- **What is required**:
Below are the records; copy exactly the stretch from the line containing "pub struct ResponseStreamer" through the line containing "pub fn transport(&self)", both ends included, and nothing else.

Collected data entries
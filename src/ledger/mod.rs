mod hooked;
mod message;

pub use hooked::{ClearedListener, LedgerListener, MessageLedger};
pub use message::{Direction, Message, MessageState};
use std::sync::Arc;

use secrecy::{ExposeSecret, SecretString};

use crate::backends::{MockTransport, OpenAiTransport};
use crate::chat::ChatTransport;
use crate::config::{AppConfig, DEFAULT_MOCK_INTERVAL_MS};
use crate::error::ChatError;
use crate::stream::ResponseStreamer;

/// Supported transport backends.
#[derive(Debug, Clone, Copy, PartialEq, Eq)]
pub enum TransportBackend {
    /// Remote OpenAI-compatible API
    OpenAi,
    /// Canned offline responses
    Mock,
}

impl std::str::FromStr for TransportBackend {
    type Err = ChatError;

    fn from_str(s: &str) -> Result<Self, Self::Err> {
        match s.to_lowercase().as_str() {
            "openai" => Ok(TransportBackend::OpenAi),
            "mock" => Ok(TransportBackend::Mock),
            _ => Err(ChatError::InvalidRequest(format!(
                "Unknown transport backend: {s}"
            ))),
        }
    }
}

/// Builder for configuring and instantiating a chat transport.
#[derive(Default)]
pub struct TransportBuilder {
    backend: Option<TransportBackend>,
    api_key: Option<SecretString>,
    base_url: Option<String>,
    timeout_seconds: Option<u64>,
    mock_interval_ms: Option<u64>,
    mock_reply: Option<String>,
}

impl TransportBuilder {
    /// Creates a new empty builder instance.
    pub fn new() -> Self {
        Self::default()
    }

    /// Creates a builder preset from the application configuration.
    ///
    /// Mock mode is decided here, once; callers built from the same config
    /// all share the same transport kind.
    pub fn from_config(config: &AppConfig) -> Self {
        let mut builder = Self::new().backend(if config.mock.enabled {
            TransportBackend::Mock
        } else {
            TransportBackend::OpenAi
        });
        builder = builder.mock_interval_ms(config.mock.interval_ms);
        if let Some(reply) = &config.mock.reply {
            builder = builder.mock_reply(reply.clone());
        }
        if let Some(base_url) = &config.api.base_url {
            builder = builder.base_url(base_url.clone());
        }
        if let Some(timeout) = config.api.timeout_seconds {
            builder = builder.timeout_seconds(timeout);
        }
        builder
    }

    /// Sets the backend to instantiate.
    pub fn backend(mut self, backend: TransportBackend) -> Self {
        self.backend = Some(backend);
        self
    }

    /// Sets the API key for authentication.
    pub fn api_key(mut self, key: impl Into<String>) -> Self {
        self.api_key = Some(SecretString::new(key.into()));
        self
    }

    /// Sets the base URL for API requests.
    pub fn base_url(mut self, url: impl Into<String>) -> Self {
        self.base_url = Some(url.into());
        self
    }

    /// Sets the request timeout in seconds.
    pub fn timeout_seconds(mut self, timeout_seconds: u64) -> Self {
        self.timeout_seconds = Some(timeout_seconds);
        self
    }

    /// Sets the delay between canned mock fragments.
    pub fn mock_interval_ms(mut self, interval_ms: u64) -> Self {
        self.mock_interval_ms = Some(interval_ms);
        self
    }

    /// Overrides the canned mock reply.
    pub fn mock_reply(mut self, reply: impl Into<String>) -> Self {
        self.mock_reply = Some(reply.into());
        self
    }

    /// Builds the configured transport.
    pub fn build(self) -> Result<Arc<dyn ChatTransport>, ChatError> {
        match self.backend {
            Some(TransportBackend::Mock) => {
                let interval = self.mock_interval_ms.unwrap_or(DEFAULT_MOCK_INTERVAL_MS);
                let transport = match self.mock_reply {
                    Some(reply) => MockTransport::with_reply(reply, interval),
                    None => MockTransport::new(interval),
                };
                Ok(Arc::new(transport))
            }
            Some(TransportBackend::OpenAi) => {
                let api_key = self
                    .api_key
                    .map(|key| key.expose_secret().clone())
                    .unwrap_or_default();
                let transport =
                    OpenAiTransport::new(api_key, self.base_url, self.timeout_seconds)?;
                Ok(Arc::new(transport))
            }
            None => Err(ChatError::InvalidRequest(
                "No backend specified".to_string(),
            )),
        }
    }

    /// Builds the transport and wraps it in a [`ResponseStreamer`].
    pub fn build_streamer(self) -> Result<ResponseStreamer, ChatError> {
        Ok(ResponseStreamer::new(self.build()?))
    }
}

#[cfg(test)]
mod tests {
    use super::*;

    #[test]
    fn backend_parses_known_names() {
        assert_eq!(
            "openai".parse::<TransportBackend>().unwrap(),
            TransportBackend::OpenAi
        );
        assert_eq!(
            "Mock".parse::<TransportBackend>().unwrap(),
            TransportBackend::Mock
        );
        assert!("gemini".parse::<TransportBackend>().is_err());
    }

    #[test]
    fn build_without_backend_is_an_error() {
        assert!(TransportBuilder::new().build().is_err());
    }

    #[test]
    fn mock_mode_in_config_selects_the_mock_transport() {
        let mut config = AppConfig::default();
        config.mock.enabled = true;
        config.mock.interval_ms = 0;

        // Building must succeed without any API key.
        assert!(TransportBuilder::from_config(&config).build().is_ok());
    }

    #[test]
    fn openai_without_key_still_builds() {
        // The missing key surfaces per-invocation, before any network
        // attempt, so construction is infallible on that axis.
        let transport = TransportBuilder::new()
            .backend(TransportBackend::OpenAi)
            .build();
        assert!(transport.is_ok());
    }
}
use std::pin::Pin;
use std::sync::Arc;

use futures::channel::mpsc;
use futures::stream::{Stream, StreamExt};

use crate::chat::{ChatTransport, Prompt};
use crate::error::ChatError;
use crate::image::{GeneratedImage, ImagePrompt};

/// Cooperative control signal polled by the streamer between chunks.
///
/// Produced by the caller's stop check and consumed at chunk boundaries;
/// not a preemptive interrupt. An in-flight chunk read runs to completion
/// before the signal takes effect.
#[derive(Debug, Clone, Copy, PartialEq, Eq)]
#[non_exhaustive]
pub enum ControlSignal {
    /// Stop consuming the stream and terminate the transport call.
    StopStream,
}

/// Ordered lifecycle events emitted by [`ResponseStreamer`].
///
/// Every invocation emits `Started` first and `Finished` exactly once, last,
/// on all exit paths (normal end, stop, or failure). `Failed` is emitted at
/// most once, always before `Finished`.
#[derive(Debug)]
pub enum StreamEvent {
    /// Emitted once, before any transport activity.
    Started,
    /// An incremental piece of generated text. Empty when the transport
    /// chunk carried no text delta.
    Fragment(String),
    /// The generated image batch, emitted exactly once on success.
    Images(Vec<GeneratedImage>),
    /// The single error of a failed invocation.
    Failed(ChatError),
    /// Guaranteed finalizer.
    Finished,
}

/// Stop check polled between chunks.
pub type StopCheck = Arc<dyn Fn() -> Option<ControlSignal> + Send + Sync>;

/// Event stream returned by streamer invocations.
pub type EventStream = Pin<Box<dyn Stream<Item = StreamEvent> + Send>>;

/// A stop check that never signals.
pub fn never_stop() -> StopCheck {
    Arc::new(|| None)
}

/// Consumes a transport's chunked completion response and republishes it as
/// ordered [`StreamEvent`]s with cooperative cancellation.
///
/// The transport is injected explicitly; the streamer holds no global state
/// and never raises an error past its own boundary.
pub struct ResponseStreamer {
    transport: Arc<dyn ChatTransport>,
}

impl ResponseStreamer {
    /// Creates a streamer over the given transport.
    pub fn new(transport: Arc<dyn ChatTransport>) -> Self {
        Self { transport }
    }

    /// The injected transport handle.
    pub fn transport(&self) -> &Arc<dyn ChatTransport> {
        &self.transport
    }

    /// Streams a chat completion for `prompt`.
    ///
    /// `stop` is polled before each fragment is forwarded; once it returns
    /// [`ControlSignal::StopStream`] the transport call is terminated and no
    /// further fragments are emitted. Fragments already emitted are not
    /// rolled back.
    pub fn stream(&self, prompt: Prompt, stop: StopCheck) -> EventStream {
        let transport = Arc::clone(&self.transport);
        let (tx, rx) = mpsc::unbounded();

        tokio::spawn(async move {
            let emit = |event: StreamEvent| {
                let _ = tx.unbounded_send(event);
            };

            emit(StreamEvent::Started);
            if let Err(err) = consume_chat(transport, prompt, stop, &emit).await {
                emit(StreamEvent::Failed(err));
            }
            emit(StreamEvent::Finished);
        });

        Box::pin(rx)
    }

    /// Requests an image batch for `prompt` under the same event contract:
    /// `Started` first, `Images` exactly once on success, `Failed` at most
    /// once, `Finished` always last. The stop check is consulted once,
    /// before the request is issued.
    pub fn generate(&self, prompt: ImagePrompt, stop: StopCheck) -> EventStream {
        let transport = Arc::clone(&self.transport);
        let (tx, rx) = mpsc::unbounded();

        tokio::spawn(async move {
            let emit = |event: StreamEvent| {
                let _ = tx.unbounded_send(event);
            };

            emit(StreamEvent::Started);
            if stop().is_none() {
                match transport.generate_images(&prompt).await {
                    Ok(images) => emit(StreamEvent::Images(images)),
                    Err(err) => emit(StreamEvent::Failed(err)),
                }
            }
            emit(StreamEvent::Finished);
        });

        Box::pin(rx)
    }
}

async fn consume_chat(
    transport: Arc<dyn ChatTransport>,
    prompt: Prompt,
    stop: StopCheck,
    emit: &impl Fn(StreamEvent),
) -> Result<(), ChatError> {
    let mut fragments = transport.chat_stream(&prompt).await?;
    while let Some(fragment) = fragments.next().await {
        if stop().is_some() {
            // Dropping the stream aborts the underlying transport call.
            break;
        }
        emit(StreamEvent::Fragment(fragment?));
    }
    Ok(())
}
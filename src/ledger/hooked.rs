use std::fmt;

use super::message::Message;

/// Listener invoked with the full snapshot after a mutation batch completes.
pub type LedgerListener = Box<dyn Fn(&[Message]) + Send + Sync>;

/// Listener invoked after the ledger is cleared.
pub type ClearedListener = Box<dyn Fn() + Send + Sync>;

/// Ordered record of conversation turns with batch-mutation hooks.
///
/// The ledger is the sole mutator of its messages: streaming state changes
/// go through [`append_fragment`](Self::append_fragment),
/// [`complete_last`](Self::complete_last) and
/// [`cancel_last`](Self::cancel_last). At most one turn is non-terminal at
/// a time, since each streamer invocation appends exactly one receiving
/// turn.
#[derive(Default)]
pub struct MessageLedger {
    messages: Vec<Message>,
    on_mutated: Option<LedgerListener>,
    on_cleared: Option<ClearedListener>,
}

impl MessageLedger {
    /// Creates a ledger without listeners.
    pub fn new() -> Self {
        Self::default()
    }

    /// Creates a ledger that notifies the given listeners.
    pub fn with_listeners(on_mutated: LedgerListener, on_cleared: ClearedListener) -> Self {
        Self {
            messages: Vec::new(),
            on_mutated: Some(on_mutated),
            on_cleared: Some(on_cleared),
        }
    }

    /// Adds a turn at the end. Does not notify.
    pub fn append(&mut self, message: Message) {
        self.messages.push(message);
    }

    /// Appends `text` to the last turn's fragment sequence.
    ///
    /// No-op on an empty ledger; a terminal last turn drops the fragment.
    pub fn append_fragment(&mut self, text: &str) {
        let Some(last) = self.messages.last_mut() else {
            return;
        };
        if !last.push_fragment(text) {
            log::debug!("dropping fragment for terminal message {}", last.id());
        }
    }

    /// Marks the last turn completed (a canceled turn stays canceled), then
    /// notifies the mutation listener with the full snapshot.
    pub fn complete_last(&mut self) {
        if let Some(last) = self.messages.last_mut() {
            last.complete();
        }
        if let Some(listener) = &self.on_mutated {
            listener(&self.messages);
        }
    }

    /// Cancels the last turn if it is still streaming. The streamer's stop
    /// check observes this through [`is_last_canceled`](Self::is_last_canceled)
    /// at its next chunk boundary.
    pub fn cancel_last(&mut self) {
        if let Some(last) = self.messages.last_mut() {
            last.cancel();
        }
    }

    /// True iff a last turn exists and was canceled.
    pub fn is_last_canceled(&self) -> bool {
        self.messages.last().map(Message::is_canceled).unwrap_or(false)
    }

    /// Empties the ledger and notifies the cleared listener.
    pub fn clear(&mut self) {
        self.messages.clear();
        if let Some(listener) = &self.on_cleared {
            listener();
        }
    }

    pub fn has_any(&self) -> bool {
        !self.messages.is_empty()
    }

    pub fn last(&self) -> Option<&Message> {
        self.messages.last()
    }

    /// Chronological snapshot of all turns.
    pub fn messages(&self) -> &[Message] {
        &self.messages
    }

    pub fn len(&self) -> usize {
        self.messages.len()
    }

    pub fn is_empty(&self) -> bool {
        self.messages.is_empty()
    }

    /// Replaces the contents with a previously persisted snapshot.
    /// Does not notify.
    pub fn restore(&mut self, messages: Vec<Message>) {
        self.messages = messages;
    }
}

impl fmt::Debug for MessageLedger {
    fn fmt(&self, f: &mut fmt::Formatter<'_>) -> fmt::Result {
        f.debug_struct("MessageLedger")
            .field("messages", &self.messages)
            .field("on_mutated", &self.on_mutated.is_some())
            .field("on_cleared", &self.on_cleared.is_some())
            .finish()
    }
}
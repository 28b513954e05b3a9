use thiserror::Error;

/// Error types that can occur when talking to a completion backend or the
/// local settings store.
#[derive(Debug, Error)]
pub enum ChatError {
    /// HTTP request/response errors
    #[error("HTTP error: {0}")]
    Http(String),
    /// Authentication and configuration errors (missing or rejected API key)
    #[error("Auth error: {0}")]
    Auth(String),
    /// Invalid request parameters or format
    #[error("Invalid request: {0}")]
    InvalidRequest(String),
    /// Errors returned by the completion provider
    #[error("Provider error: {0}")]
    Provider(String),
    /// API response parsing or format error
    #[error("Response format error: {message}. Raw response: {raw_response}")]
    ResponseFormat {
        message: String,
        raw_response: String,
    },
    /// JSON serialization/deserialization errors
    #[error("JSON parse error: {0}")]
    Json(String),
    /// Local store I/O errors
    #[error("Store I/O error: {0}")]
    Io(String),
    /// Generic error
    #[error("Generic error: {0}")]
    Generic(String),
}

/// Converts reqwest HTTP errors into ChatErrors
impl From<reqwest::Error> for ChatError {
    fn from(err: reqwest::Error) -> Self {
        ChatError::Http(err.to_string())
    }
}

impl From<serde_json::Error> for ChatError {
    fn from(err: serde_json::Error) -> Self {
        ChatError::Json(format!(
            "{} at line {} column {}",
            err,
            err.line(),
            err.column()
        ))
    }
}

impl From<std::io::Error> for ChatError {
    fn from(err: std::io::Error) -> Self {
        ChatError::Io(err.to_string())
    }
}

- **Solution for this exercise**:
pub struct ResponseStreamer {
    transport: Arc<dyn ChatTransport>,
}

impl ResponseStreamer {
    /// Creates a streamer over the given transport.
    pub fn new(transport: Arc<dyn ChatTransport>) -> Self {
        Self { transport }
    }

    /// The injected transport handle.
    pub fn transport(&self) -> &Arc<dyn ChatTransport> {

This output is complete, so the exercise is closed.